Before we go ahead and start today's discussion, I'd like to introduce our speakers John Melvin and Lucy Diasio.
John is a vice president within Global Treasury Management's Working Capital Consulting Group and is also a certified treasury professional dedicated to helping clients optimize their treasury processes. In his role, he works directly with both internal and external partners to support businesses through innovative execution and change management expertise.
Lucy Diasio is our additional speaker today and is our receivables group product manager primarily responsible for the strategy and development of digital receivable services, helping to further drive efficiency and convenience to both business-to-consumer and business-to-business customers. She brings more than 25 years of financial expertise within Treasury Management, previously holding leadership roles in Corporate Treasury and Banking Product Management to improve customer experiences across the receivables and depository spaces.
We're extremely excited to have both of them with us today. So with that, I will hand it over to you, John.
Thanks so much, Brianna. And welcome everyone today. Greatly appreciate your time and attendance. On behalf of Lucy and myself, we're glad you're here.
Hey, as we look at AI, what do we think about when you hear the term AI? Because there's a lot of different things that go on through my mind in terms of just the applicability across the board, whether it's with Google Home, Alexa, or other activities, if you will.
But I think it really hit home for me recently with my cousin that lives in Phoenix. He was telling about this experience he had. It was really incredible because he went and bought a car all online. Never did a test drive, never even saw the vehicle until it showed up in front of his house. He logged in to the dealer website, engaged with a chat bot in terms of what he was looking for and what he was looking to spend on a new vehicle. The system came back, analyzed his information, approved his credit information and all that. And next thing you know, 48 hours later, he has a brand new car that's sitting in his front driveway.
And I think this is just really interesting of where we are today relative to all the activity that we don't even know that goes on in the background. I mean, I don't know. Lucy, what do you think? When you hear the term AI, what does it mean to you?
Well, it is easy to go to a consumer example like you just had. But because I'm on the receivables side, I think about a receivables example. And I think about receiving payments from a trading partner.

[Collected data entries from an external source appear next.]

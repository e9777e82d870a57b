//! Crate-wide error taxonomy. One variant group per subsystem boundary.

use thiserror::Error;

#[derive(Debug, Error)]
pub enum Error {
    #[error("configuration error: {0}")]
    Config(String),

    #[error(transparent)]
    Io(#[from] std::io::Error),

    #[error(transparent)]
    Json(#[from] serde_json::Error),

    #[error("pool exhausted (max {max})")]
    PoolExhausted { max: usize },

    #[error("upstream dial failed: {0}")]
    Dial(String),

    #[error("upstream rejected CONNECT: {0}")]
    ConnectRejected(String),

    #[error("invalid address {addr:?}: {reason}")]
    InvalidAddress { addr: String, reason: &'static str },

    #[error("bogus-dns slot assignment exhausted for {host:?}")]
    SlotsExhausted { host: String },

    #[error("bogus-dns lookup failed: {0}")]
    BogusDns(String),

    #[error("gfwlist error: {0}")]
    GfwList(String),

    #[error("{0} not supported on this platform")]
    Unsupported(&'static str),
}

pub type Result<T> = std::result::Result<T, Error>;
//! Forwarding HTTP CONNECT tunnel client: reads a JSON configuration file,
//! starts whichever local entrypoints it names, and tunnels every accepted
//! connection through a single upstream HTTP/HTTPS proxy.
//!
//! Grounded on the teacher's own signal-handling (`ctrlc`, matching
//! `system/signal.rs`'s intent without the `unsafe static mut`) and the
//! sibling CLI tooling's `clap`-derive convention.

mod addr;
mod bogusdns;
mod config;
mod entry;
mod error;
mod gfwlist;
mod logging;
mod pool;
mod proxy;
mod tunnel;
mod upstream;

use clap::Parser;

use config::Config;
use proxy::Proxy;

#[derive(Parser, Debug)]
#[command(name = "tunnelfront", about = "Forwarding HTTP CONNECT tunnel client")]
struct Cli {
    /// Path to the JSON configuration file.
    #[arg(short, long)]
    config: Option<String>,
}

#[tokio::main]
async fn main() {
    let cli = Cli::parse();
    let config_path = cli.config.unwrap_or_else(|| config::default_path().to_string());

    let cfg = match Config::load(&config_path) {
        Ok(cfg) => cfg,
        Err(e) => {
            eprintln!("failed to load configuration from {config_path:?}: {e}");
            std::process::exit(1);
        }
    };

    logging::init(&cfg);
    log::info!("starting tunnelfront (config: {config_path})");

    let proxy = match Proxy::start(cfg).await {
        Ok(proxy) => proxy,
        Err(e) => {
            log::error!("failed to start: {e}");
            std::process::exit(1);
        }
    };

    wait_for_shutdown_signal().await;
    proxy.shutdown().await;
}

/// Waits for the first `SIGINT` (via `ctrlc`, the teacher's own
/// signal-handling crate) to begin graceful shutdown; a second `SIGTERM`
/// received afterward forces an immediate exit, since a stuck splice task
/// should not be able to block the process from ever terminating.
async fn wait_for_shutdown_signal() {
    let (tx, rx) = tokio::sync::oneshot::channel();
    let tx = std::sync::Mutex::new(Some(tx));
    ctrlc::set_handler(move || {
        log::info!("SIGINT received, starting graceful shutdown");
        if let Some(tx) = tx.lock().ok().and_then(|mut guard| guard.take()) {
            let _ = tx.send(());
        }
    })
    .expect("failed to install SIGINT handler");

    let mut sigterm = tokio::signal::unix::signal(tokio::signal::unix::SignalKind::terminate())
        .expect("failed to install SIGTERM handler");

    tokio::select! {
        _ = rx => {}
        _ = sigterm.recv() => {
            log::info!("SIGTERM received, starting graceful shutdown");
        }
    }

    tokio::spawn(async move {
        sigterm.recv().await;
        log::warn!("second SIGTERM received, forcing immediate exit");
        std::process::exit(130);
    });
}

As everybody knows, electronic payments are increasing. And that's going up and up every single day. So a lot of times electronic payments don't have any remittance associated with it. Or they have remittance in the addenda, but it's not something I can decipher. So receivables folks have to go and figure it out. And that's normally-- either it's a pain to do or it's time consuming.
So I think about those kinds of things and can AI help in those kinds of situations. And machine learning as well-- you think about basic machine learning in a receivables environment is repetitive data. This is the bank account it came from, and this payer is paying from this bank account. That's easy to detect and to tie back to a receivable. But I think utilizing AI in a more deeper way can automate those kinds of postings within a receivables environment a lot quicker and a lot faster.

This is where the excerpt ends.